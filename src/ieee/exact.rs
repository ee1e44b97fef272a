use super::*;

use malachite::Natural;
use malachite::rational::Rational;
use malachite::base::num::arithmetic::traits::{Pow, PowerOf2};

use core::num::FpCategory;

/// The exact decimal value of `±significand × 2^exponent`.
fn dyadic_to_decimal(negative: bool, significand: u32, exponent: i32) -> Decimal {
  let significand = Natural::from(significand);
  let (magnitude, decimal_exponent) = if exponent >= 0 {
    (significand << exponent as u64, 0)
  } else {
    // m × 2^-k = m × 5^k × 10^-k
    let k = exponent.unsigned_abs() as u64;
    (significand * Natural::from(5u32).pow(k), -(k as i64))
  };
  Decimal::from_parts(negative, magnitude, decimal_exponent).normalized()
}

impl F32Bits {
  /// The exact decimal value of a normalised number.
  ///
  /// For a normal pattern with sign `s`, exponent field `e` and fraction bits `b1 … b23`, this is
  ///
  /// ```text
  /// (-1)^s × (1 + b1 × 2^-1 + b2 × 2^-2 + … + b23 × 2^-23) × 2^(e - 127)
  /// ```
  ///
  /// computed without any rounding. The result has at most 112 significant digits, the most being
  /// needed near the bottom of the normal range.
  ///
  /// Fails with [`Error::UnsupportedSubnormal`] for every pattern whose exponent field is all
  /// zeros or all ones: subnormals, zeros of either sign, infinities and NaNs. A [`Decimal`] has
  /// no signed zero, so `-0` could not be re-encoded from its value.
  ///
  /// ```
  /// # use fp_precision::F32Bits;
  /// assert_eq!(F32Bits::from(0.1_f32).exact_decimal()?.to_string(), "0.100000001490116119384765625");
  /// assert!(F32Bits::from(f32::MIN_POSITIVE / 2.0).exact_decimal().is_err());
  /// # Ok::<(), fp_precision::Error>(())
  /// ```
  pub fn exact_decimal(self) -> Result<Decimal, Error> {
    match self.classify() {
      FpCategory::Normal => {
        // Moving the binary point of 1.b1…b23 past the fraction bits turns the sum above into the
        // integer significand 1b1…b23, scaled by 2^(e - 127 - 23).
        let (significand, exponent) = self.significand_and_exponent();
        Ok(dyadic_to_decimal(self.is_sign_negative(), significand, exponent))
      }
      category => Err(Error::UnsupportedSubnormal { category }),
    }
  }

  /// The distance from `self` to the next pattern away from zero (one *unit in the last place*),
  /// exactly. For the largest finite value this is the spacing the next binade would have, as if
  /// the exponent range were unbounded.
  ///
  /// Fails with [`Error::NonFinite`] for infinities and NaNs.
  ///
  /// ```
  /// # use fp_precision::F32Bits;
  /// assert_eq!(F32Bits::ONE.ulp()?.to_string(), "0.00000011920928955078125");
  /// # Ok::<(), fp_precision::Error>(())
  /// ```
  pub fn ulp(self) -> Result<Decimal, Error> {
    if !self.is_finite() {
      return Err(Error::NonFinite)
    }
    let (_, exponent) = self.significand_and_exponent();
    Ok(dyadic_to_decimal(false, 1, exponent))
  }
}

impl TryFrom<F32Bits> for Rational {
  type Error = Error;

  /// The exact value of any finite pattern, subnormals included. Fails with
  /// [`Error::NonFinite`] for infinities and NaNs.
  fn try_from(value: F32Bits) -> Result<Self, Self::Error> {
    if !value.is_finite() {
      return Err(Error::NonFinite)
    }
    let (significand, exponent) = value.significand_and_exponent();
    let magnitude = Rational::from(significand) * Rational::power_of_2(i64::from(exponent));
    Ok(if value.is_sign_negative() { -magnitude } else { magnitude })
  }
}

#[cfg(test)]
mod tests {
  use super::*;
  use malachite::base::num::arithmetic::traits::Abs;
  use proptest::prelude::*;

  fn dec(s: &str) -> Decimal {
    s.parse().unwrap()
  }

  #[test]
  fn exact_decimal() {
    assert_eq!(F32Bits::ONE.exact_decimal(), Ok(Decimal::ONE));
    assert_eq!(F32Bits::from(-2.0_f32).exact_decimal(), Ok(Decimal::from(-2)));
    assert_eq!(
      F32Bits::MAX.exact_decimal(),
      Ok(dec("340282346638528859811704183484516925440")),
    );
    assert_eq!(
      F32Bits::MIN_POSITIVE.exact_decimal(),
      Ok(dec("1.1754943508222875079687365372222456778186655567720875215087517062784172594547271728515625E-38")),
    );
    assert_eq!(
      F32Bits::from_bits(0xc049_0fdb).exact_decimal(),
      Ok(dec("-3.1415927410125732421875")),
    );
  }

  #[test]
  fn exact_decimal_is_normalized() {
    let x = F32Bits::from(1024.0_f32).exact_decimal().unwrap();
    assert_eq!((x.coefficient().to_string(), x.exponent()), ("1024".into(), 0));
    let x = F32Bits::from(0.5_f32).exact_decimal().unwrap();
    assert_eq!((x.coefficient().to_string(), x.exponent()), ("5".into(), -1));
  }

  #[test]
  fn exact_decimal_rejects() {
    for (bits, category) in [
      (0x0000_0001, FpCategory::Subnormal),
      (0x807f_ffff, FpCategory::Subnormal),
      (0x7f80_0000, FpCategory::Infinite),
      (0xff80_0000, FpCategory::Infinite),
      (0x7fc0_0000, FpCategory::Nan),
      (0x0000_0000, FpCategory::Zero),
      (0x8000_0000, FpCategory::Zero),
    ] {
      assert_eq!(F32Bits::from_bits(bits).exact_decimal(), Err(Error::UnsupportedSubnormal { category }));
    }
  }

  #[test]
  fn ulp() {
    assert_eq!(F32Bits::from(3.0_f32).ulp(), Ok(dec("2.384185791015625E-7")));
    assert_eq!(F32Bits::ZERO.ulp(), F32Bits::from_bits(1).ulp());
    assert_eq!(F32Bits::MAX.ulp(), Ok(Decimal::from(1u128 << 104)));
    assert_eq!(F32Bits::NAN.ulp(), Err(Error::NonFinite));
  }

  #[test]
  fn rational() {
    assert_eq!(Rational::try_from(F32Bits::from_bits(1)), Ok(Rational::power_of_2(-149_i64)));
    assert_eq!(Rational::try_from(F32Bits::from(-0.75_f32)), Ok(Rational::from_signeds(-3, 4)));
    assert_eq!(Rational::try_from(F32Bits::INFINITY), Err(Error::NonFinite));
  }

  /// Normalised patterns, of either sign.
  fn normals() -> impl Strategy<Value = F32Bits> {
    (any::<bool>(), 1 ..= 254_u32, 0 .. (1_u32 << 23))
      .prop_map(|(negative, exponent, fraction)| F32Bits::from_fields(negative, exponent, fraction))
  }

  proptest!{
    #![proptest_config(ProptestConfig::with_cases(crate::PROPTEST_CASES))]
    #[test]
    fn exact_decimal_matches_oracle(bits in normals()) {
      // Malachite converts floats to rationals exactly; that's our oracle.
      let exact = bits.exact_decimal().unwrap();
      let oracle = Rational::try_from(f32::from(bits)).unwrap();
      prop_assert_eq!(Rational::from(&exact), oracle);
    }

    #[test]
    fn exact_decimal_digits(bits in normals()) {
      let exact = bits.exact_decimal().unwrap();
      prop_assert!(exact.digits() <= 112);
      prop_assert_eq!(exact.digits(), exact.normalized().digits());
    }

    #[test]
    fn ulp_is_distance_to_next(bits in normals()) {
      prop_assume!(bits.next_away_from_zero().is_some());
      let next = bits.next_away_from_zero().unwrap();
      let distance = (Rational::try_from(next).unwrap() - Rational::try_from(bits).unwrap()).abs();
      prop_assert_eq!(Rational::from(&bits.ulp().unwrap()), distance);
    }
  }
}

+ + + + +

_TO DO:_ Your reply should match the data above exactly, line for line.

_RESPONSE BOX:_
filename src/ieee/exact.rs
repository ee1e44b97fef272a
use super::*;

use malachite::Natural;
use malachite::rational::Rational;
use malachite::base::num::arithmetic::traits::{Pow, PowerOf2};

use core::num::FpCategory;

/// The exact decimal value of `±significand × 2^exponent`.
fn dyadic_to_decimal(negative: bool, significand: u32, exponent: i32) -> Decimal {
  let significand = Natural::from(significand);
  let (magnitude, decimal_exponent) = if exponent >= 0 {
    (significand << exponent as u64, 0)
  } else {
    // m × 2^-k = m × 5^k × 10^-k
    let k = exponent.unsigned_abs() as u64;
    (significand * Natural::from(5u32).pow(k), -(k as i64))
  };
  Decimal::from_parts(negative, magnitude, decimal_exponent).normalized()
}

impl F32Bits {
  /// The exact decimal value of a normalised number.
  ///
  /// For a normal pattern with sign `s`, exponent field `e` and fraction bits `b1 … b23`, this is
  ///
  /// ```text
  /// (-1)^s × (1 + b1 × 2^-1 + b2 × 2^-2 + … + b23 × 2^-23) × 2^(e - 127)
  /// ```
  ///
  /// computed without any rounding. The result has at most 112 significant digits, the most being
  /// needed near the bottom of the normal range.
  ///
  /// Fails with [`Error::UnsupportedSubnormal`] for every pattern whose exponent field is all
  /// zeros or all ones: subnormals, zeros of either sign, infinities and NaNs. A [`Decimal`] has
  /// no signed zero, so `-0` could not be re-encoded from its value.
  ///
  /// ```
  /// # use fp_precision::F32Bits;
  /// assert_eq!(F32Bits::from(0.1_f32).exact_decimal()?.to_string(), "0.100000001490116119384765625");
  /// assert!(F32Bits::from(f32::MIN_POSITIVE / 2.0).exact_decimal().is_err());
  /// # Ok::<(), fp_precision::Error>(())
  /// ```
  pub fn exact_decimal(self) -> Result<Decimal, Error> {
    match self.classify() {
      FpCategory::Normal => {
        // Moving the binary point of 1.b1…b23 past the fraction bits turns the sum above into the
        // integer significand 1b1…b23, scaled by 2^(e - 127 - 23).
        let (significand, exponent) = self.significand_and_exponent();
        Ok(dyadic_to_decimal(self.is_sign_negative(), significand, exponent))
      }
      category => Err(Error::UnsupportedSubnormal { category }),
    }
  }

  /// The distance from `self` to the next pattern away from zero (one *unit in the last place*),
  /// exactly. For the largest finite value this is the spacing the next binade would have, as if
  /// the exponent range were unbounded.
  ///
  /// Fails with [`Error::NonFinite`] for infinities and NaNs.
  ///
  /// ```
  /// # use fp_precision::F32Bits;
  /// assert_eq!(F32Bits::ONE.ulp()?.to_string(), "0.00000011920928955078125");
  /// # Ok::<(), fp_precision::Error>(())
  /// ```
  pub fn ulp(self) -> Result<Decimal, Error> {
    if !self.is_finite() {
      return Err(Error::NonFinite)
    }
    let (_, exponent) = self.significand_and_exponent();
    Ok(dyadic_to_decimal(false, 1, exponent))
  }
}

impl TryFrom<F32Bits> for Rational {
  type Error = Error;

  /// The exact value of any finite pattern, subnormals included. Fails with
  /// [`Error::NonFinite`] for infinities and NaNs.
  fn try_from(value: F32Bits) -> Result<Self, Self::Error> {
    if !value.is_finite() {
      return Err(Error::NonFinite)
    }
    let (significand, exponent) = value.significand_and_exponent();
    let magnitude = Rational::from(significand) * Rational::power_of_2(i64::from(exponent));
    Ok(if value.is_sign_negative() { -magnitude } else { magnitude })
  }
}

#[cfg(test)]
mod tests {
  use super::*;
  use malachite::base::num::arithmetic::traits::Abs;
  use proptest::prelude::*;

  fn dec(s: &str) -> Decimal {
    s.parse().unwrap()
  }

  #[test]
  fn exact_decimal() {
    assert_eq!(F32Bits::ONE.exact_decimal(), Ok(Decimal::ONE));
    assert_eq!(F32Bits::from(-2.0_f32).exact_decimal(), Ok(Decimal::from(-2)));
    assert_eq!(
      F32Bits::MAX.exact_decimal(),
      Ok(dec("340282346638528859811704183484516925440")),
    );
    assert_eq!(
      F32Bits::MIN_POSITIVE.exact_decimal(),
      Ok(dec("1.1754943508222875079687365372222456778186655567720875215087517062784172594547271728515625E-38")),
    );
    assert_eq!(
      F32Bits::from_bits(0xc049_0fdb).exact_decimal(),
      Ok(dec("-3.1415927410125732421875")),
    );
  }

  #[test]
  fn exact_decimal_is_normalized() {
    let x = F32Bits::from(1024.0_f32).exact_decimal().unwrap();
    assert_eq!((x.coefficient().to_string(), x.exponent()), ("1024".into(), 0));
    let x = F32Bits::from(0.5_f32).exact_decimal().unwrap();
    assert_eq!((x.coefficient().to_string(), x.exponent()), ("5".into(), -1));
  }

  #[test]
  fn exact_decimal_rejects() {
    for (bits, category) in [
      (0x0000_0001, FpCategory::Subnormal),
      (0x807f_ffff, FpCategory::Subnormal),
      (0x7f80_0000, FpCategory::Infinite),
      (0xff80_0000, FpCategory::Infinite),
      (0x7fc0_0000, FpCategory::Nan),
      (0x0000_0000, FpCategory::Zero),
      (0x8000_0000, FpCategory::Zero),
    ] {
      assert_eq!(F32Bits::from_bits(bits).exact_decimal(), Err(Error::UnsupportedSubnormal { category }));
    }
  }

  #[test]
  fn ulp() {
    assert_eq!(F32Bits::from(3.0_f32).ulp(), Ok(dec("2.384185791015625E-7")));
    assert_eq!(F32Bits::ZERO.ulp(), F32Bits::from_bits(1).ulp());
    assert_eq!(F32Bits::MAX.ulp(), Ok(Decimal::from(1u128 << 104)));
    assert_eq!(F32Bits::NAN.ulp(), Err(Error::NonFinite));
  }

  #[test]
  fn rational() {
    assert_eq!(Rational::try_from(F32Bits::from_bits(1)), Ok(Rational::power_of_2(-149_i64)));
    assert_eq!(Rational::try_from(F32Bits::from(-0.75_f32)), Ok(Rational::from_signeds(-3, 4)));
    assert_eq!(Rational::try_from(F32Bits::INFINITY), Err(Error::NonFinite));
  }

  /// Normalised patterns, of either sign.
  fn normals() -> impl Strategy<Value = F32Bits> {
    (any::<bool>(), 1 ..= 254_u32, 0 .. (1_u32 << 23))
      .prop_map(|(negative, exponent, fraction)| F32Bits::from_fields(negative, exponent, fraction))
  }

  proptest!{
    #![proptest_config(ProptestConfig::with_cases(crate::PROPTEST_CASES))]
    #[test]
    fn exact_decimal_matches_oracle(bits in normals()) {
      // Malachite converts floats to rationals exactly; that's our oracle.
      let exact = bits.exact_decimal().unwrap();
      let oracle = Rational::try_from(f32::from(bits)).unwrap();
      prop_assert_eq!(Rational::from(&exact), oracle);
    }

    #[test]
    fn exact_decimal_digits(bits in normals()) {
      let exact = bits.exact_decimal().unwrap();
      prop_assert!(exact.digits() <= 112);
      prop_assert_eq!(exact.digits(), exact.normalized().digits());
    }

    #[test]
    fn ulp_is_distance_to_next(bits in normals()) {
      prop_assume!(bits.next_away_from_zero().is_some());
      let next = bits.next_away_from_zero().unwrap();
      let distance = (Rational::try_from(next).unwrap() - Rational::try_from(bits).unwrap()).abs();
      prop_assert_eq!(Rational::from(&bits.ulp().unwrap()), distance);
    }
  }
}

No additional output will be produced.